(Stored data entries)

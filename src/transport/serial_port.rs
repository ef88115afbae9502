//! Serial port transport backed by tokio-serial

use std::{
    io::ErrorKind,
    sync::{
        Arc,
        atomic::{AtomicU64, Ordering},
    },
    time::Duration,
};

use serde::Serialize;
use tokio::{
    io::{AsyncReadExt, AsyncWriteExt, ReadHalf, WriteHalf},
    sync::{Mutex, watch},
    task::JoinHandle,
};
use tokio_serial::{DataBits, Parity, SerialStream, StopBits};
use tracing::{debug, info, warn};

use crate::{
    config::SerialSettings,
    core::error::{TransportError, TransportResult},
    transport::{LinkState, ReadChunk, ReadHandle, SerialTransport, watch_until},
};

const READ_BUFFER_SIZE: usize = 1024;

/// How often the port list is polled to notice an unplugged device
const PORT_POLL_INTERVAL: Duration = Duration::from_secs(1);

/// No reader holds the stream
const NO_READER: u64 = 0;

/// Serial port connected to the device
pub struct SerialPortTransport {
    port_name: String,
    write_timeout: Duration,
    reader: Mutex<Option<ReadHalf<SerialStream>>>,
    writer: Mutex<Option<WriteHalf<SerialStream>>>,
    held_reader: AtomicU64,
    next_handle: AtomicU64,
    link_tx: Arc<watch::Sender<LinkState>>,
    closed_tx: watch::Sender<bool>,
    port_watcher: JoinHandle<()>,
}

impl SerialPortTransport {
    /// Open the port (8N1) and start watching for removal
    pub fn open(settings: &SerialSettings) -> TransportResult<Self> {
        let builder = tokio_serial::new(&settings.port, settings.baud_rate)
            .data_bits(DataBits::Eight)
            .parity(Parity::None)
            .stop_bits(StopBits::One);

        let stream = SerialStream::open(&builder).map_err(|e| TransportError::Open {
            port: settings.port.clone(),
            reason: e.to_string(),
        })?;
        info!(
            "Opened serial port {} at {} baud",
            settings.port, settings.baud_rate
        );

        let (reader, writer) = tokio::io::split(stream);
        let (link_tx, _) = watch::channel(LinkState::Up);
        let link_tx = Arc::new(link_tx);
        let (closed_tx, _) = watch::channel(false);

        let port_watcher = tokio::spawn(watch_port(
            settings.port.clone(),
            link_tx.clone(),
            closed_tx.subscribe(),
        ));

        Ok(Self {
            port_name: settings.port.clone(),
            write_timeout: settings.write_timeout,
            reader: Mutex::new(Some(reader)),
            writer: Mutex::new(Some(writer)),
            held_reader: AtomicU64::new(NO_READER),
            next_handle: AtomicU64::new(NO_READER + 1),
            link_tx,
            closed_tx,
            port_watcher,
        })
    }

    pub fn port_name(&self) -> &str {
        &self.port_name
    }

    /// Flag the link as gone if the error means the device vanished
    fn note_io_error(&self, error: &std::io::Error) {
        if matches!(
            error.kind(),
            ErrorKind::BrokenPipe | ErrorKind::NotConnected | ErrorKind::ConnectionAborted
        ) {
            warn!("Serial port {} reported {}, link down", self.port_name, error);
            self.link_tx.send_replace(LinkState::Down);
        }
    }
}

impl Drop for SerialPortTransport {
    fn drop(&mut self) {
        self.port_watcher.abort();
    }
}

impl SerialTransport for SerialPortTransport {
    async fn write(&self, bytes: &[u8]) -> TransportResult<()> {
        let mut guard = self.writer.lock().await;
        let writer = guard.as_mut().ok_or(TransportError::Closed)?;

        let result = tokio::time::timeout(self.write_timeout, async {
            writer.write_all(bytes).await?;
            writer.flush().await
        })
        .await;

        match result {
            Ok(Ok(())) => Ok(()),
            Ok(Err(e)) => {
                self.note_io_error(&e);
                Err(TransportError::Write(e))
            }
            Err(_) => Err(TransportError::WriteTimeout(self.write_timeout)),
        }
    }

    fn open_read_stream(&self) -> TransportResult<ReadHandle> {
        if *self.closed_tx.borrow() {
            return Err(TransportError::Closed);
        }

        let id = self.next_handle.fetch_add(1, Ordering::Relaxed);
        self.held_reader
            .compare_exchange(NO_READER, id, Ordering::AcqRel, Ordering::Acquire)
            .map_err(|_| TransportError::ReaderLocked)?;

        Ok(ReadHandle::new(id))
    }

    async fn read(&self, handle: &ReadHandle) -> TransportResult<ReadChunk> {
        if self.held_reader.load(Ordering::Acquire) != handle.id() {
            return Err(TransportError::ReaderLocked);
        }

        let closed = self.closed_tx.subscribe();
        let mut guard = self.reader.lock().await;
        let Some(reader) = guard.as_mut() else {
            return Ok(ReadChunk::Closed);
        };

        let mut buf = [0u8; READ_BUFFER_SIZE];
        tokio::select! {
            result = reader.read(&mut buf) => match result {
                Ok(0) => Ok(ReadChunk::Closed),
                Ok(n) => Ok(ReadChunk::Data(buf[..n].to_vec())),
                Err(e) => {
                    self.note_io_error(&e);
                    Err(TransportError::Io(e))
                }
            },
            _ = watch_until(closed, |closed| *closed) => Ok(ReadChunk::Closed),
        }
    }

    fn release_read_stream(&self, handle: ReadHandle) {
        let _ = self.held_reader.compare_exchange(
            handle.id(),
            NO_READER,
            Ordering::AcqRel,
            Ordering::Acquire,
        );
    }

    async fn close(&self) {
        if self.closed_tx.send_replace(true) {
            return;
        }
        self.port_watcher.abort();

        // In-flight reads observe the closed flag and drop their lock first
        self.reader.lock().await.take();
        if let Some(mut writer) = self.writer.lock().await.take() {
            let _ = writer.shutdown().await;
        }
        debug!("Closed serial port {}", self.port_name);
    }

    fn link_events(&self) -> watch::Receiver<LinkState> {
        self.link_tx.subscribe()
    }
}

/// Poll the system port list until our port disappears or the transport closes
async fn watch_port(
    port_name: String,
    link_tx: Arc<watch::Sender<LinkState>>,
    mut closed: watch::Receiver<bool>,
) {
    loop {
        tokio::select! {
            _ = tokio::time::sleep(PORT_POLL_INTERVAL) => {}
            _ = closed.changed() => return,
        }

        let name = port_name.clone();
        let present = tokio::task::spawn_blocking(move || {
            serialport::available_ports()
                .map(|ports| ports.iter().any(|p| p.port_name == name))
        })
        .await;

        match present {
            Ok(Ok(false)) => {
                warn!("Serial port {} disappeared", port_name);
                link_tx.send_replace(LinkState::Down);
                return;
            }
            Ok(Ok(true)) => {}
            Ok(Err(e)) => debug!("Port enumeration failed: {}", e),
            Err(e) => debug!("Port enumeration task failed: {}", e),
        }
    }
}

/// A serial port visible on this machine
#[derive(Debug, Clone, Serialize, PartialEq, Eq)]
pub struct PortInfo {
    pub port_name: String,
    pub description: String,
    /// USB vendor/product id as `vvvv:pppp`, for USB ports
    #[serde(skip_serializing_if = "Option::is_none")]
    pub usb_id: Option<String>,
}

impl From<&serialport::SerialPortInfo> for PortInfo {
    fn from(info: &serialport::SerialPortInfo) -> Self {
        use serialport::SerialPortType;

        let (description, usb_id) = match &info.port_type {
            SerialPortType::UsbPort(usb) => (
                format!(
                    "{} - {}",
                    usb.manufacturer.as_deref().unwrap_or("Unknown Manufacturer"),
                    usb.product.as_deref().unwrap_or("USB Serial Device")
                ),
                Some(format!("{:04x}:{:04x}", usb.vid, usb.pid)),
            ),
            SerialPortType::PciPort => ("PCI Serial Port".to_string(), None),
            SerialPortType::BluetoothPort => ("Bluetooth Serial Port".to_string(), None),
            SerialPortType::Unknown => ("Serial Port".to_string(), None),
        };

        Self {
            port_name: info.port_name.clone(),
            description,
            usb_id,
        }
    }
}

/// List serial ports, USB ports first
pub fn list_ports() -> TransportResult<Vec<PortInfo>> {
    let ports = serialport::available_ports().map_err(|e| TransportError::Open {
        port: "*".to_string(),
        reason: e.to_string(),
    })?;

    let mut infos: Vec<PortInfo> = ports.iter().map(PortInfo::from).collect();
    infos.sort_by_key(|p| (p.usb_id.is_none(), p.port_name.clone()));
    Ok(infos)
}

__Task directions__:
Restate word for word the lines above, beginning at the first one and ending at the line that carries "an unplugged device".

__Solved problem__:
filename src/transport/serial_port.rs
repository ef88115afbae9502
//! Serial port transport backed by tokio-serial

use std::{
    io::ErrorKind,
    sync::{
        Arc,
        atomic::{AtomicU64, Ordering},
    },
    time::Duration,
};

use serde::Serialize;
use tokio::{
    io::{AsyncReadExt, AsyncWriteExt, ReadHalf, WriteHalf},
    sync::{Mutex, watch},
    task::JoinHandle,
};
use tokio_serial::{DataBits, Parity, SerialStream, StopBits};
use tracing::{debug, info, warn};

use crate::{
    config::SerialSettings,
    core::error::{TransportError, TransportResult},
    transport::{LinkState, ReadChunk, ReadHandle, SerialTransport, watch_until},
};

const READ_BUFFER_SIZE: usize = 1024;

/// How often the port list is polled to notice an unplugged device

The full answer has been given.